Pour votre enquête, vous avez embarqué sur quatre navires battant pavillon du RIF – avec l’obligation d’embaucher au moins 35 pour cent de Français. Pourquoi et comment les avez-vous choisis ? 

Chez les marins, il y a une césure très importante entre la vie hors travail et le travail, liée à la spécificité du bateau. Ils sont seuls, même s’ils font partie d’un équipage, car la famille et les amis sont loin. C’est un huis clos qui a ses propres règles, ses normes, et qui véhicule un tas de mythes, d’histoires, de traditions. Il m’a semblé nécessaire d’aller au-delà des discours pour ne pas me contenter des représentations stéréotypées du marin aventurier et voyageur. J’étais dans une démarche ethnographique assez classique, où le chercheur fait l’expérience du travail et observe de ses propres yeux. 

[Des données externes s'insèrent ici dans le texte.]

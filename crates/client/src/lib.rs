//! # Attaché Client
//!
//! reqwest implementation of the vendor assistant-platform API defined in
//! `attache-core`. One implementation, `AssistantsClient`, covering the
//! thread, run, file, and vector-store operations the agent needs.

mod http;
mod sse;

pub use http::AssistantsClient;
//! # Attaché Agent
//!
//! The actor that fronts a hosted assistant: four inbound message shapes,
//! a handful of sequential vendor calls per message, streamed run events
//! fed to a display sink, and uniform cancellation across every handler.
//!
//! Pair it with `attache_client::AssistantsClient` for the real vendor
//! surface, or any other `AssistantsApi` implementation.

pub mod actor;
pub mod runtime;
pub mod sink;

pub use actor::{Actor, AssistantAgent};
pub use runtime::{ActorRuntime, AgentHandle, AgentKey};
pub use sink::ConsoleSink;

Concernant les navires, j’ai embarqué entre 2010 et 2014 à bord d’un roulier, d’un vraquier, qui transportait du minerai de fer, et de deux pétroliers, gérés par des armateurs français, dont les équipages, composés d’une vingtaine de personnes, étaient multinationaux. J’ai été là où on voulait bien de moi… ce sont les compagnies qui ont décidé en fait. Je ne cite pas leurs noms, ni celui des navires, car c’est un milieu où tout le monde se connaît, au moins chez les Français. Je ne voulais pas que les propos des marins qui ont accepté de me parler aient une incidence sur leur chance d’être recrutés dans le futur.  

Cette ethnographie embarquée m’a permis de donner une visibilité à un secteur encore mal connu, qui se déroule loin des côtes et des centres urbains. L’idée de départ, c’était vraiment d’aller à la découverte des navires et des marins de commerce pour mieux comprendre l’univers économique et social du transport de marchandises, très important pour notre économie globale, mais invisibilisé par la culture du huis clos et un certain secret des affaires. 

À bord des navires sur lesquels vous avez embarqué, les officiers étaient français, mais la plupart des marins étaient lettons, philippins, ukrainiens… Pourquoi ? 

Pour une question de coût ! Une main-d’œuvre moins coûteuse fait baisser les frais d’exploitation du navire. Les armateurs vont chercher des travailleurs moins rémunérés que les marins français et qui présentent malgré tout des gages de formation grâce à la convention internationale sur les normes de formation des gens de mer (STCW), signée en 1978 (lire encadré). 

La libre immatriculation des navires, qui prend la forme de pavillon de complaisance, s’est généralisée dans les années 1970. Elle permet d’embaucher des Philippins aux postes de matelots et d’ouvriers, moins qualifiés, et de les rémunérer selon le niveau de vie de leur pays de résidence. Les Français continuent d’être préférés pour les postes d’officiers supérieurs, tandis que les officiers situés au milieu de la hiérarchie viennent d’Europe centrale ou de l’Est.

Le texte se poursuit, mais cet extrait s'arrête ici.